When pre-arrival messaging is unclear, late, or overly promotional, guests ignore it. When it’s timed well, written in plain language, and designed around actual guest behavior, adoption increases. That’s true whether you offer digital room keys inside an app, through web-provisioning, or through wallet-based hotel keys that live where guests already spend time on their phones.

In this guide, we’ll break down how to structure pre-arrival communications that actually get guests using digital hotel keys, including best practices for Apple Wallet keys, Google Wallet keys, and a clear path to mobile room access.

Why Pre-Arrival Matters More Than At Check-In”

Hotels often try to drive mobile wallet hotel keys adoption at the front desk. By that point, the guest is standing in the lobby, tired, juggling bags, and looking for the fastest path to the elevator. If the guest has not already set up the key, the likelihood that they will do it on the spot is low. If they do try, any sort of friction feels bigger than it truly is. A slow download, a password reset, or a confusing verification step becomes a reason to abandon the process completely.

Pre-arrival is different. Guests have more time, more patience, and more control over their environment. They're also in planning mode. They’re checking reservation details, scanning parking instructions, and coordinating arrival times. That's the best moment to introduce a mobile wallet hotel key or other smartphone hotel keys, as long as the message is useful and easy to act on.

Your goal is simple: make the first successful door unlock happen as close to arrival as possible and with minimal effort.

Start With The Guests Job To Be Done

Guests don't wake up thinking, “I would love to try a new credential format today.” They're thinking, “I want to get to my room quickly.” Your messaging should reflect that job to be done.

Strong pre-arrival comms do three things:

  1. They explain the benefit in one sentence.
  2. They tell the guest exactly what to do next.
  3. They reduce uncertainty about what happens if something goes wrong.

If you offer a contactless hotel key, lead with the outcomes guests care about: skip the line, go straight to the room, and use the phone they already have.

Timing: When To Send What

A single message rarely does the job.

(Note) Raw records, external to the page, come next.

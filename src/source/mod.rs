//! Chunk sources
//!
//! The corpus is external and read-only. The pipeline only needs to list the
//! chunk ids of a collection and fetch one chunk's text at a time.

mod jsonl;
mod memory;

pub use jsonl::JsonlSource;
pub use memory::MemorySource;

use crate::graph::ChunkId;
use async_trait::async_trait;
use serde::{Deserialize, Serialize};
use std::path::PathBuf;
use thiserror::Error;

/// An immutable unit of source text
#[derive(Debug, Clone, PartialEq, Eq, Serialize, Deserialize)]
pub struct Chunk {
    pub chunk_id: ChunkId,
    pub collection: String,
    pub text: String,
}

impl Chunk {
    pub fn new(
        collection: impl Into<String>,
        chunk_id: impl Into<ChunkId>,
        text: impl Into<String>,
    ) -> Self {
        Self {
            chunk_id: chunk_id.into(),
            collection: collection.into(),
            text: text.into(),
        }
    }
}

/// Errors from a chunk source
#[derive(Debug, Error)]
pub enum SourceError {
    /// The collection as a whole cannot be reached
    #[error("Collection '{collection}' unavailable: {reason}")]
    Unavailable { collection: String, reason: String },

    #[error("Chunk '{chunk_id}' not found in collection '{collection}'")]
    ChunkNotFound { collection: String, chunk_id: ChunkId },

    #[error("IO error: {0}")]
    Io(#[from] std::io::Error),

    #[error("Malformed record at {}:{line}: {reason}", .path.display())]
    Malformed {
        path: PathBuf,
        line: usize,
        reason: String,
    },
}

/// Query-by-collection access to the chunk corpus
#[async_trait]
pub trait ChunkSource: Send + Sync {
    /// Every chunk id in the collection, in corpus order
    async fn list_chunk_ids(&self, collection: &str) -> Result<Vec<ChunkId>, SourceError>;

    /// Text of a single chunk
    async fn fetch_chunk_text(&self, collection: &str, chunk_id: &str) -> Result<String, SourceError>;
}
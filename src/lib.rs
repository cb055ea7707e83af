//! chunkgraph: Incremental Knowledge Graph Extraction
//!
//! Mines a typed knowledge graph from collections of text chunks with an
//! LLM-based extractor, merging every observation into a persistent store.
//!
//! # Core Concepts
//!
//! - **Entities**: typed nodes with deterministic ids derived from a canonical name
//! - **Relationships**: typed, directed edges reinforced by every chunk that repeats them
//! - **Ledger**: the set of chunks already merged, so no chunk is extracted twice
//!
//! # Example
//!
//! ```
//! use chunkgraph::{GraphQuery, OpenStore, SqliteStore};
//!
//! let store = SqliteStore::open_in_memory().unwrap();
//! let outcome = GraphQuery::seed("PT PMA").depth(2).execute(&store).unwrap();
//! assert!(!outcome.is_found());
//! ```

pub mod config;
pub mod extract;
pub mod graph;
pub mod pipeline;
pub mod query;
pub mod source;
pub mod storage;

pub use config::{CollectionSpec, ConfigError, PipelineConfig};
pub use extract::{Extraction, ExtractError, Extractor, LlmExtractor, MockClient, OllamaClient, Resolver};
pub use graph::{
    chunk_ref, ChunkCommit, ChunkId, ConfidencePolicy, Entity, EntityId, EntityType, MergePolicy, PropertyValue,
    Relationship, RelationshipId, RelationshipType,
};
pub use pipeline::{CancellationToken, ChunkError, CollectionStats, Pipeline, PipelineError, RunRequest, RunStats};
pub use query::{Direction, GraphQuery, QueryOutcome, Subgraph};
pub use source::{Chunk, ChunkSource, JsonlSource, MemorySource, SourceError};
pub use storage::{GraphStats, GraphStore, OpenStore, SqliteStore, StorageError, StorageResult};

/// Library version
pub const VERSION: &str = env!("CARGO_PKG_VERSION");
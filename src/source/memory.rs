//! In-memory chunk source

use super::{Chunk, ChunkSource, SourceError};
use crate::graph::ChunkId;
use async_trait::async_trait;
use dashmap::{DashMap, DashSet};

/// Chunk source backed by process memory
///
/// Collections keep insertion order. A collection can be marked unavailable
/// to simulate an unreachable corpus partition.
#[derive(Debug, Default)]
pub struct MemorySource {
    collections: DashMap<String, Vec<Chunk>>,
    unavailable: DashSet<String>,
}

impl MemorySource {
    pub fn new() -> Self {
        Self::default()
    }

    /// Append a chunk; a repeated id replaces the earlier text in place
    pub fn insert(&self, chunk: Chunk) {
        let mut chunks = self.collections.entry(chunk.collection.clone()).or_default();
        match chunks.iter_mut().find(|c| c.chunk_id == chunk.chunk_id) {
            Some(existing) => existing.text = chunk.text,
            None => chunks.push(chunk),
        }
    }

    pub fn with_chunk(
        self,
        collection: impl Into<String>,
        chunk_id: impl Into<ChunkId>,
        text: impl Into<String>,
    ) -> Self {
        self.insert(Chunk::new(collection, chunk_id, text));
        self
    }

    pub fn mark_unavailable(&self, collection: &str) {
        self.unavailable.insert(collection.to_string());
    }

    pub fn mark_available(&self, collection: &str) {
        self.unavailable.remove(collection);
    }

    pub fn len(&self, collection: &str) -> usize {
        self.collections.get(collection).map(|c| c.len()).unwrap_or(0)
    }

    fn check_available(&self, collection: &str) -> Result<(), SourceError> {
        if self.unavailable.contains(collection) {
            return Err(SourceError::Unavailable {
                collection: collection.to_string(),
                reason: "marked unavailable".to_string(),
            });
        }
        Ok(())
    }
}

#[async_trait]
impl ChunkSource for MemorySource {
    async fn list_chunk_ids(&self, collection: &str) -> Result<Vec<ChunkId>, SourceError> {
        self.check_available(collection)?;
        Ok(self
            .collections
            .get(collection)
            .map(|chunks| chunks.iter().map(|c| c.chunk_id.clone()).collect())
            .unwrap_or_default())
    }

    async fn fetch_chunk_text(&self, collection: &str, chunk_id: &str) -> Result<String, SourceError> {
        self.check_available(collection)?;
        self.collections
            .get(collection)
            .and_then(|chunks| {
                chunks
                    .iter()
                    .find(|c| c.chunk_id == chunk_id)
                    .map(|c| c.text.clone())
            })
            .ok_or_else(|| SourceError::ChunkNotFound {
                collection: collection.to_string(),
                chunk_id: chunk_id.to_string(),
            })
    }
}

#[cfg(test)]
mod tests {
    use super::*;

    #[tokio::test]
    async fn lists_in_insertion_order() {
        let source = MemorySource::new()
            .with_chunk("kbli", "k2", "second")
            .with_chunk("kbli", "k1", "first")
            .with_chunk("perizinan", "p1", "other");

        assert_eq!(source.list_chunk_ids("kbli").await.unwrap(), vec!["k2", "k1"]);
        assert_eq!(source.fetch_chunk_text("kbli", "k1").await.unwrap(), "first");
        assert_eq!(source.len("perizinan"), 1);
    }

    #[tokio::test]
    async fn unknown_collection_is_empty() {
        let source = MemorySource::new();
        assert!(source.list_chunk_ids("nothing").await.unwrap().is_empty());
    }

    #[tokio::test]
    async fn missing_chunk_is_not_found() {
        let source = MemorySource::new().with_chunk("kbli", "k1", "text");
        let err = source.fetch_chunk_text("kbli", "k9").await.unwrap_err();
        assert!(matches!(err, SourceError::ChunkNotFound { .. }));
    }

    #[tokio::test]
    async fn repeated_id_replaces_text() {
        let source = MemorySource::new()
            .with_chunk("kbli", "k1", "old")
            .with_chunk("kbli", "k1", "new");
        assert_eq!(source.len("kbli"), 1);
        assert_eq!(source.fetch_chunk_text("kbli", "k1").await.unwrap(), "new");
    }

    #[tokio::test]
    async fn unavailable_collection_errors_until_restored() {
        let source = MemorySource::new().with_chunk("kbli", "k1", "text");
        source.mark_unavailable("kbli");

        let err = source.list_chunk_ids("kbli").await.unwrap_err();
        assert!(matches!(err, SourceError::Unavailable { .. }));

        source.mark_available("kbli");
        assert_eq!(source.list_chunk_ids("kbli").await.unwrap().len(), 1);
    }
}
//! LLM client: transport to the extraction model
//!
//! Two implementations:
//! - `OllamaClient`: HTTP `/api/generate` with JSON output (production)
//! - `MockClient`: returns scripted responses (testing)

use super::ExtractError;
use async_trait::async_trait;
use serde::{Deserialize, Serialize};
use std::collections::VecDeque;
use std::sync::atomic::{AtomicUsize, Ordering};
use std::sync::Mutex;
use std::time::Duration;

/// Errors from LLM client operations.
#[derive(Debug, thiserror::Error)]
pub enum LlmError {
    #[error("LLM endpoint not reachable: {0}")]
    Unavailable(String),
    #[error("LLM endpoint returned HTTP {status}: {body}")]
    Http { status: u16, body: String },
    #[error("LLM endpoint rate limited the request")]
    RateLimited { retry_after: Option<Duration> },
    #[error("LLM response could not be decoded: {0}")]
    InvalidResponse(String),
}

impl From<LlmError> for ExtractError {
    fn from(err: LlmError) -> Self {
        match err {
            LlmError::RateLimited { retry_after } => ExtractError::RateLimited { retry_after },
            LlmError::InvalidResponse(msg) => ExtractError::Parse(msg),
            other => ExtractError::Transport(other.to_string()),
        }
    }
}

/// Client trait for calling a text-generation model.
///
/// Abstracts over transport (HTTP, mock) so the extractor doesn't depend on
/// how the model is reached.
#[async_trait]
pub trait LlmClient: Send + Sync {
    /// Generate a completion for `prompt`, returning the raw model text.
    async fn generate(&self, prompt: &str) -> Result<String, LlmError>;
}

#[derive(Serialize)]
struct GenerateRequest<'a> {
    model: &'a str,
    prompt: &'a str,
    stream: bool,
    /// "json" forces structured output
    format: &'a str,
    options: GenerateOptions,
}

#[derive(Serialize)]
struct GenerateOptions {
    temperature: f32,
}

#[derive(Deserialize)]
struct GenerateResponse {
    response: String,
}

/// Client for an Ollama-compatible `/api/generate` endpoint
#[derive(Clone)]
pub struct OllamaClient {
    base_url: String,
    model: String,
    temperature: f32,
    http: reqwest::Client,
}

impl OllamaClient {
    pub fn new(base_url: impl Into<String>, model: impl Into<String>) -> Self {
        Self {
            base_url: base_url.into().trim_end_matches('/').to_string(),
            model: model.into(),
            temperature: 0.0,
            http: reqwest::Client::new(),
        }
    }

    pub fn with_temperature(mut self, temperature: f32) -> Self {
        self.temperature = temperature;
        self
    }

    pub fn model(&self) -> &str {
        &self.model
    }
}

#[async_trait]
impl LlmClient for OllamaClient {
    async fn generate(&self, prompt: &str) -> Result<String, LlmError> {
        let url = format!("{}/api/generate", self.base_url);
        let request = GenerateRequest {
            model: &self.model,
            prompt,
            stream: false,
            format: "json",
            options: GenerateOptions {
                temperature: self.temperature,
            },
        };

        let response = self
            .http
            .post(&url)
            .json(&request)
            .send()
            .await
            .map_err(|e| LlmError::Unavailable(e.to_string()))?;

        let status = response.status();
        if status == reqwest::StatusCode::TOO_MANY_REQUESTS {
            let retry_after = response
                .headers()
                .get(reqwest::header::RETRY_AFTER)
                .and_then(|v| v.to_str().ok())
                .and_then(|v| v.trim().parse::<u64>().ok())
                .map(Duration::from_secs);
            return Err(LlmError::RateLimited { retry_after });
        }
        if !status.is_success() {
            let body = response.text().await.unwrap_or_default();
            return Err(LlmError::Http {
                status: status.as_u16(),
                body,
            });
        }

        let body: GenerateResponse = response
            .json()
            .await
            .map_err(|e| LlmError::InvalidResponse(e.to_string()))?;
        Ok(body.response)
    }
}

/// Mock client for testing. Plays back scripted responses in order.
///
/// Once the script is exhausted every call returns the fallback response, or
/// `Unavailable` if none was configured.
pub struct MockClient {
    script: Mutex<VecDeque<Result<String, LlmError>>>,
    fallback: Option<String>,
    delay: Duration,
    calls: AtomicUsize,
}

impl MockClient {
    pub fn new() -> Self {
        Self {
            script: Mutex::new(VecDeque::new()),
            fallback: None,
            delay: Duration::ZERO,
            calls: AtomicUsize::new(0),
        }
    }

    /// Queue a successful response.
    pub fn with_response(self, response: impl Into<String>) -> Self {
        self.push(Ok(response.into()));
        self
    }

    /// Queue a failure.
    pub fn with_failure(self, error: LlmError) -> Self {
        self.push(Err(error));
        self
    }

    /// Response returned once the script runs out.
    pub fn with_fallback(mut self, response: impl Into<String>) -> Self {
        self.fallback = Some(response.into());
        self
    }

    /// Sleep before answering each call.
    pub fn with_delay(mut self, delay: Duration) -> Self {
        self.delay = delay;
        self
    }

    /// Number of `generate` calls made so far.
    pub fn calls(&self) -> usize {
        self.calls.load(Ordering::SeqCst)
    }

    fn push(&self, entry: Result<String, LlmError>) {
        self.script
            .lock()
            .unwrap_or_else(|poisoned| poisoned.into_inner())
            .push_back(entry);
    }
}

impl Default for MockClient {
    fn default() -> Self {
        Self::new()
    }
}

#[async_trait]
impl LlmClient for MockClient {
    async fn generate(&self, _prompt: &str) -> Result<String, LlmError> {
        self.calls.fetch_add(1, Ordering::SeqCst);
        if !self.delay.is_zero() {
            tokio::time::sleep(self.delay).await;
        }

        let next = self
            .script
            .lock()
            .unwrap_or_else(|poisoned| poisoned.into_inner())
            .pop_front();
        match next {
            Some(entry) => entry,
            None => self.fallback.clone().ok_or_else(|| {
                LlmError::Unavailable("mock client script exhausted".to_string())
            }),
        }
    }
}

#[cfg(test)]
mod tests {
    use super::*;

    #[tokio::test]
    async fn mock_plays_script_then_fallback() {
        let client = MockClient::new()
            .with_response("first")
            .with_failure(LlmError::Unavailable("down".into()))
            .with_fallback("{}");

        assert_eq!(client.generate("p").await.unwrap(), "first");
        assert!(matches!(
            client.generate("p").await.unwrap_err(),
            LlmError::Unavailable(_)
        ));
        assert_eq!(client.generate("p").await.unwrap(), "{}");
        assert_eq!(client.generate("p").await.unwrap(), "{}");
        assert_eq!(client.calls(), 4);
    }

    #[tokio::test]
    async fn mock_without_fallback_is_unavailable_when_exhausted() {
        let client = MockClient::new();
        let err = client.generate("p").await.unwrap_err();
        assert!(matches!(err, LlmError::Unavailable(_)));
    }

    #[test]
    fn llm_errors_map_onto_extraction_taxonomy() {
        let rate: ExtractError = LlmError::RateLimited {
            retry_after: Some(Duration::from_secs(2)),
        }
        .into();
        assert!(matches!(
            rate,
            ExtractError::RateLimited { retry_after: Some(d) } if d == Duration::from_secs(2)
        ));

        let http: ExtractError = LlmError::Http {
            status: 503,
            body: "busy".into(),
        }
        .into();
        assert!(matches!(http, ExtractError::Transport(_)));

        let decode: ExtractError = LlmError::InvalidResponse("bad body".into()).into();
        assert!(matches!(decode, ExtractError::Parse(_)));
    }

    #[test]
    fn ollama_base_url_is_normalized() {
        let client = OllamaClient::new("http://localhost:11434/", "llama3");
        assert_eq!(client.base_url, "http://localhost:11434");
        assert_eq!(client.model(), "llama3");
    }

    #[cfg(feature = "real_llm")]
    #[tokio::test]
    async fn ollama_generates_json() {
        let url = std::env::var("CHUNKGRAPH_LLM_BASE_URL")
            .unwrap_or_else(|_| "http://localhost:11434".to_string());
        let model = std::env::var("CHUNKGRAPH_LLM_MODEL").unwrap_or_else(|_| "llama3".to_string());
        let client = OllamaClient::new(url, model);

        let raw = client
            .generate(r#"Reply with the JSON object {"entities": []} and nothing else."#)
            .await
            .unwrap();
        assert!(crate::extract::extract_json(&raw).is_some());
    }
}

A short sequence works better, as long as each message has a clear purpose and does not feel spammy.

72 To 48 Hours Before Arrival: Introduce And Reassure

This is your “heads up” message. It should be short and calm. It should frame the value and give a simple option to set up now or later.

At this stage, don’t overload guests with steps. Focus on clarity and confidence. Mention that digital room keys are available and that setup takes about a minute.

If you support wallet credentials, this is also a good time to mention that guests can use Apple Wallet keys or Google Wallet keys if they prefer a wallet experience over an app experience.

24 Hours Before Arrival: The Action Message

This is where you ask for the setup. The message should contain one primary call to action, such as “Set up your key now.” It should also clarify prerequisites, like identity verification or arrival readiness, in a friendly way.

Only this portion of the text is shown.